I guess I should be grateful she's warned us ahead of time about the donation, but instead I'm just really turned off. I'm tempted to respond that I don't make cash donations towards a party I'm not hosting.


I would just say, "it's not in our budget" and leave it at that.

But don't accept future "invitations" from this "friend."
Anonymous
I don't think it's necessarily tack to host a pot luck type party--I've been to plenty where the host says something like "We'd like each family to bring a side dish and we're providing the meat and drinks" or something...but that's always been stated right up front with the invitation...
Anonymous
Today good manners have been kicked aside in favor of expediency, greed ( of which your friend is guilty), and rude has become the "in" thing because "people are just too, too busy to be polite" Is it possible she and her DH simply do not know better? If you think this is the case, then this is an opportunity to help her by explaining to her that this is simply not done once one is out of college. Please let us know how she reacts when you tell her the truth. Think of it as a teaching moment.
Anonymous
Anonymous wrote:OP here.

I haven't responded to her "why" reply yet. She's used to me sometimes forgetting to respond, so I may just leave it at that.

I don't even think she realizes this is tacky because they do similar stuff all the time. Whenever they (or their family) have a gathering, you have to bring a dish. I don't mind doing this, but that's not the way my family operates. When we host, we provide everything and this family comes and does not bring *anything* to contribute. So I find it tacky that when they host they always want you to pitch in.

They actually did something similar once before. They had seafood and asked if we wanted any, told us to have some, etc. A couple of hours later, my friend announces "Alright, we didn't have as many people eating as we thought, so the cost is gonna be $30". DH and I had NO idea that we had to "put in" for the seafood!! We should have been told this when they invited us to join in with the seafood eating. Not to mention, my husband is not a big seafood eater, so he didn't have much and ate some just to be polite. I paid because I didn't want to cause a scene, but I was pissed.

I guess I should be grateful she's warned us ahead of time about the donation, but instead I'm just really turned off. I'm tempted to respond that I don't make cash donations towards a party I'm not hosting.
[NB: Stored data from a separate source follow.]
use splitz_core::codec::{Codec, CodecStatus};
use splitz_core::format::METHOD_STORED;

/// No-op codec: blocks are copied verbatim.
///
/// Useful for:
/// - Verifying framing, checksums and indexing independently of any
///   compression algorithm.
/// - Data that is already compressed, where a real codec would only expand
///   it.
///
/// In a container every block written with this codec ends up stored
/// (`clen == ulen`), so only plaintext-side checksums are emitted.
pub struct StoredCodec;

impl Codec for StoredCodec {
    fn method(&self) -> u8 {
        METHOD_STORED
    }

    fn name(&self) -> &'static str {
        "stored"
    }

    fn compression_overhead(&self, _input_len: usize) -> usize {
        0
    }

    fn compress(&self, src: &[u8], dst: &mut [u8]) -> Result<usize, CodecStatus> {
        copy_block(src, dst)
    }

    fn decompress(&self, src: &[u8], dst: &mut [u8]) -> Result<usize, CodecStatus> {
        copy_block(src, dst)
    }
}

fn copy_block(src: &[u8], dst: &mut [u8]) -> Result<usize, CodecStatus> {
    let out = dst
        .get_mut(..src.len())
        .ok_or(CodecStatus::OutputOverrun)?;
    out.copy_from_slice(src);
    Ok(src.len())
}
fn run_inspect(file: PathBuf, show_blocks: bool) -> anyhow::Result<()> {
    let opened = open_stream(&file, CodecKind::Stored)?;
    let (index, index_source) = load_or_scan_index(&file)?;
    let file_size = std::fs::metadata(&file)?.len();

    println!("=== splitz file: {:?} ===", file);
    println!();
    match &opened.header {
        Some((h, len)) => {
            let checksums = ChecksumFlags::from_flags(h.flags);
            println!("  framing        : container");
            println!("  version        : {:#06x} (needs {:#06x})", h.version, h.version_needed);
            println!("  library        : {:#06x}", h.library_version);
            println!(
                "  codec          : {} (method={:#04x}, level={})",
                opened.codec.name(),
                h.method,
                h.level
            );
            println!("  flags          : {:#010x} (os={})", h.flags, os_name(h.flags));
            println!(
                "  header check   : {}",
                if h.has_flag(F_H_CRC32) { "CRC-32" } else { "Adler-32" }
            );
            println!(
                "  d-checksums    : {}",
                checksum_list(checksums, ChecksumScope::Uncompressed)
            );
            println!(
                "  c-checksums    : {}",
                checksum_list(checksums, ChecksumScope::Compressed)
            );
            println!("  mode           : {:o}", h.mode);
            println!("  mtime          : {}", h.mtime);
            if !h.name.is_empty() {
                println!("  name           : {}", String::from_utf8_lossy(&h.name));
            }
            println!("  header length  : {} B", len);
        }
        None => println!("  framing        : raw blocks"),
    }
    println!("  block count    : {} (from {})", index.block_count(), index_source);
    println!("  file on disk   : {}", human_bytes(file_size));

    if show_blocks {
        let checksums = opened
            .header
            .as_ref()
            .map(|(h, _)| ChecksumFlags::from_flags(h.flags));
        let mut f = BufReader::new(File::open(&file)?);
        println!();
        println!(
            "  {:>8}  {:>14}  {:>12}  {:>12}  {:>8}",
            "block", "file offset", "compressed", "raw", "stored"
        );
        println!("  {}", "-".repeat(62));
        for (i, &offset) in index.offsets().iter().enumerate() {
            f.seek(SeekFrom::Start(offset))?;
            let mut lens = [0u8; FRAME_HEADER_SIZE as usize];
            f.read_exact(&mut lens)
                .with_context(|| format!("reading frame header at offset {}", offset))?;
            let ulen = u32::from_be_bytes([lens[0], lens[1], lens[2], lens[3]]);
            let clen = u32::from_be_bytes([lens[4], lens[5], lens[6], lens[7]]);
            let stored = checksums.is_some() && clen == ulen;
            println!(
                "  {:>8}  {:>14}  {:>12}  {:>12}  {:>8}",
                i,
                offset,
                human_bytes(clen as u64),
                human_bytes(ulen as u64),
                if stored { "yes" } else { "" }
            );
        }
    }

    Ok(())
}
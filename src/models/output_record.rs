//! Output Record Model
//!
//! Represents a single unit of interpreter output together with a
//! presentation tag. Records are produced by the dispatcher and the
//! command handlers; how a tag is rendered (color, style) is entirely
//! the embedding frontend's decision.

use serde::{Deserialize, Serialize};

/// Presentation category attached to an output record
#[derive(Debug, Clone, Copy, PartialEq, Eq, Serialize, Deserialize)]
#[serde(rename_all = "lowercase")]
pub enum OutputTag {
    /// Ordinary output with no particular styling
    None,
    /// A failure the user should notice
    Error,
    /// Confirmation that a state change happened
    Success,
    /// An echo of the line the user submitted
    Input,
    /// Informational output (banners, notices, directory markers)
    Info,
}

impl Default for OutputTag {
    fn default() -> Self {
        OutputTag::None
    }
}

/// A single unit of interpreter output
#[derive(Debug, Clone, PartialEq, Eq, Serialize, Deserialize)]
pub struct OutputRecord {
    /// The text content (may contain embedded newlines)
    pub text: String,

    /// Presentation tag for the frontend
    pub tag: OutputTag,
}

impl OutputRecord {
    /// Create a record with an explicit tag
    pub fn new(text: impl Into<String>, tag: OutputTag) -> Self {
        Self {
            text: text.into(),
            tag,
        }
    }

    /// Create an untagged record
    pub fn plain(text: impl Into<String>) -> Self {
        Self::new(text, OutputTag::None)
    }

    /// Create an error-tagged record
    pub fn error(text: impl Into<String>) -> Self {
        Self::new(text, OutputTag::Error)
    }

    /// Create a success-tagged record
    pub fn success(text: impl Into<String>) -> Self {
        Self::new(text, OutputTag::Success)
    }

    /// Create an input-echo record
    pub fn input(text: impl Into<String>) -> Self {
        Self::new(text, OutputTag::Input)
    }

    /// Create an info-tagged record
    pub fn info(text: impl Into<String>) -> Self {
        Self::new(text, OutputTag::Info)
    }

    /// Check whether this record carries the error tag
    pub fn is_error(&self) -> bool {
        self.tag == OutputTag::Error
    }
}

impl Default for OutputRecord {
    fn default() -> Self {
        Self::plain(String::new())
    }
}

impl From<String> for OutputRecord {
    fn from(text: String) -> Self {
        Self::plain(text)
    }
}

impl From<&str> for OutputRecord {
    fn from(text: &str) -> Self {
        Self::plain(text)
    }
}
I don't get it....the fewer people eating the seafood, wouldn't it be LESS money for them?
Anonymous
It wasn't done in college, either.

It is one thing to offer to bring a dish, or wine, or desert when invited to something. No way I would participate in this, though. Completely off base.

Anonymous
I wonder if the OP's acquaintance thinks of herself as someone who loves to entertain. (Yes, I watch a lot of House Hunters, and yes, I chose that verb with snarky intent.)
Anonymous
This is BEYOD tacky. When I invite people over I always plan on covering everything. If people insist on bringing anything I just tell them bring a bottle of wine, but that's totally optional. It just makes them feel better to come with something. I would totally distance myself from this "friend."